Problem to work on:
Would it be possible to reproduce every entry exactly, please?

Extracted information:
((

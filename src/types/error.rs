//! Error types for Keyway
//!
//! Every repository reports failures through [`KeywayError`]. The resolver
//! chain only cares about the coarse [`ErrorKind`]: absence may fall through
//! to the next source, policy exclusion and everything else may not.

use hyper::StatusCode;

/// Coarse classification of a resolution failure
#[derive(Debug, Clone, Copy, PartialEq, Eq)]
pub enum ErrorKind {
    /// The identity has no keys in this source
    NotFound,
    /// The identity is excluded by policy
    Unavailable,
    /// Transient or programming failure
    Fatal,
}

/// Main error type for Keyway operations
#[derive(Debug, thiserror::Error)]
pub enum KeywayError {
    #[error("User not found: {0}")]
    NotFound(String),

    #[error("User not available: {0}")]
    Unavailable(String),

    #[error("Upstream error: {0}")]
    Upstream(String),

    #[error("Invalid key: {0}")]
    InvalidKey(String),

    #[error("Bad request: {0}")]
    BadRequest(String),

    #[error("Unauthorized: {0}")]
    Unauthorized(String),

    #[error("WebSocket error: {0}")]
    WebSocket(String),

    #[error("Internal error: {0}")]
    Internal(String),

    #[error("Configuration error: {0}")]
    Config(String),

    #[error("HTTP error: {0}")]
    Http(String),
}

impl KeywayError {
    /// Classify this error for resolver fallthrough decisions
    pub fn kind(&self) -> ErrorKind {
        match self {
            Self::NotFound(_) => ErrorKind::NotFound,
            Self::Unavailable(_) => ErrorKind::Unavailable,
            _ => ErrorKind::Fatal,
        }
    }

    /// True if the identity is simply absent from the source
    pub fn is_not_found(&self) -> bool {
        self.kind() == ErrorKind::NotFound
    }

    /// Convert error to HTTP status code
    pub fn status_code(&self) -> StatusCode {
        match self {
            Self::NotFound(_) => StatusCode::NOT_FOUND,
            Self::Unavailable(_) => StatusCode::UNAVAILABLE_FOR_LEGAL_REASONS,
            Self::BadRequest(_) => StatusCode::BAD_REQUEST,
            Self::Unauthorized(_) => StatusCode::UNAUTHORIZED,
            Self::Upstream(_)
            | Self::InvalidKey(_)
            | Self::WebSocket(_)
            | Self::Internal(_)
            | Self::Config(_)
            | Self::Http(_) => StatusCode::INTERNAL_SERVER_ERROR,
        }
    }

    /// Status code and client-facing body. Fatal details stay in the logs.
    pub fn into_status_code_and_body(self) -> (StatusCode, String) {
        let status = self.status_code();
        let body = match self.kind() {
            ErrorKind::NotFound => "Not Found".to_string(),
            ErrorKind::Unavailable => "Unavailable for legal reasons".to_string(),
            ErrorKind::Fatal => match self {
                Self::BadRequest(msg) => format!("Bad Request: {msg}"),
                Self::Unauthorized(_) => "Unauthorized".to_string(),
                _ => "Internal Server Error".to_string(),
            },
        };
        (status, body)
    }
}

impl From<std::io::Error> for KeywayError {
    fn from(err: std::io::Error) -> Self {
        Self::Internal(err.to_string())
    }
}

impl From<serde_json::Error> for KeywayError {
    fn from(err: serde_json::Error) -> Self {
        Self::Upstream(format!("JSON error: {}", err))
    }
}

impl From<hyper::Error> for KeywayError {
    fn from(err: hyper::Error) -> Self {
        Self::Http(err.to_string())
    }
}

impl From<reqwest::Error> for KeywayError {
    fn from(err: reqwest::Error) -> Self {
        if err.is_timeout() {
            Self::Upstream(format!("request timed out: {}", err))
        } else {
            Self::Upstream(err.to_string())
        }
    }
}

impl From<tokio_tungstenite::tungstenite::Error> for KeywayError {
    fn from(err: tokio_tungstenite::tungstenite::Error) -> Self {
        Self::WebSocket(err.to_string())
    }
}

impl From<ssh_key::Error> for KeywayError {
    fn from(err: ssh_key::Error) -> Self {
        Self::InvalidKey(err.to_string())
    }
}

/// Result type alias for Keyway operations
pub type Result<T> = std::result::Result<T, KeywayError>;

))

Expected output:
filename src/types/error.rs
//! Error types for Keyway
//!
//! Every repository reports failures through [`KeywayError`]. The resolver
//! chain only cares about the coarse [`ErrorKind`]: absence may fall through
//! to the next source, policy exclusion and everything else may not.

use hyper::StatusCode;

/// Coarse classification of a resolution failure
#[derive(Debug, Clone, Copy, PartialEq, Eq)]
pub enum ErrorKind {
    /// The identity has no keys in this source
    NotFound,
    /// The identity is excluded by policy
    Unavailable,
    /// Transient or programming failure
    Fatal,
}

/// Main error type for Keyway operations
#[derive(Debug, thiserror::Error)]
pub enum KeywayError {
    #[error("User not found: {0}")]
    NotFound(String),

    #[error("User not available: {0}")]
    Unavailable(String),

    #[error("Upstream error: {0}")]
    Upstream(String),

    #[error("Invalid key: {0}")]
    InvalidKey(String),

    #[error("Bad request: {0}")]
    BadRequest(String),

    #[error("Unauthorized: {0}")]
    Unauthorized(String),

    #[error("WebSocket error: {0}")]
    WebSocket(String),

    #[error("Internal error: {0}")]
    Internal(String),

    #[error("Configuration error: {0}")]
    Config(String),

    #[error("HTTP error: {0}")]
    Http(String),
}

impl KeywayError {
    /// Classify this error for resolver fallthrough decisions
    pub fn kind(&self) -> ErrorKind {
        match self {
            Self::NotFound(_) => ErrorKind::NotFound,
            Self::Unavailable(_) => ErrorKind::Unavailable,
            _ => ErrorKind::Fatal,
        }
    }

    /// True if the identity is simply absent from the source
    pub fn is_not_found(&self) -> bool {
        self.kind() == ErrorKind::NotFound
    }

    /// Convert error to HTTP status code
    pub fn status_code(&self) -> StatusCode {
        match self {
            Self::NotFound(_) => StatusCode::NOT_FOUND,
            Self::Unavailable(_) => StatusCode::UNAVAILABLE_FOR_LEGAL_REASONS,
            Self::BadRequest(_) => StatusCode::BAD_REQUEST,
            Self::Unauthorized(_) => StatusCode::UNAUTHORIZED,
            Self::Upstream(_)
            | Self::InvalidKey(_)
            | Self::WebSocket(_)
            | Self::Internal(_)
            | Self::Config(_)
            | Self::Http(_) => StatusCode::INTERNAL_SERVER_ERROR,
        }
    }

    /// Status code and client-facing body. Fatal details stay in the logs.
    pub fn into_status_code_and_body(self) -> (StatusCode, String) {
        let status = self.status_code();
        let body = match self.kind() {
            ErrorKind::NotFound => "Not Found".to_string(),
            ErrorKind::Unavailable => "Unavailable for legal reasons".to_string(),
            ErrorKind::Fatal => match self {
                Self::BadRequest(msg) => format!("Bad Request: {msg}"),
                Self::Unauthorized(_) => "Unauthorized".to_string(),
                _ => "Internal Server Error".to_string(),
            },
        };
        (status, body)
    }
}

impl From<std::io::Error> for KeywayError {
    fn from(err: std::io::Error) -> Self {
        Self::Internal(err.to_string())
    }
}

impl From<serde_json::Error> for KeywayError {
    fn from(err: serde_json::Error) -> Self {
        Self::Upstream(format!("JSON error: {}", err))
    }
}

impl From<hyper::Error> for KeywayError {
    fn from(err: hyper::Error) -> Self {
        Self::Http(err.to_string())
    }
}

impl From<reqwest::Error> for KeywayError {
    fn from(err: reqwest::Error) -> Self {
        if err.is_timeout() {
            Self::Upstream(format!("request timed out: {}", err))
        } else {
            Self::Upstream(err.to_string())
        }
    }
}

impl From<tokio_tungstenite::tungstenite::Error> for KeywayError {
    fn from(err: tokio_tungstenite::tungstenite::Error) -> Self {
        Self::WebSocket(err.to_string())
    }
}

impl From<ssh_key::Error> for KeywayError {
    fn from(err: ssh_key::Error) -> Self {
        Self::InvalidKey(err.to_string())
    }
}

/// Result type alias for Keyway operations
pub type Result<T> = std::result::Result<T, KeywayError>;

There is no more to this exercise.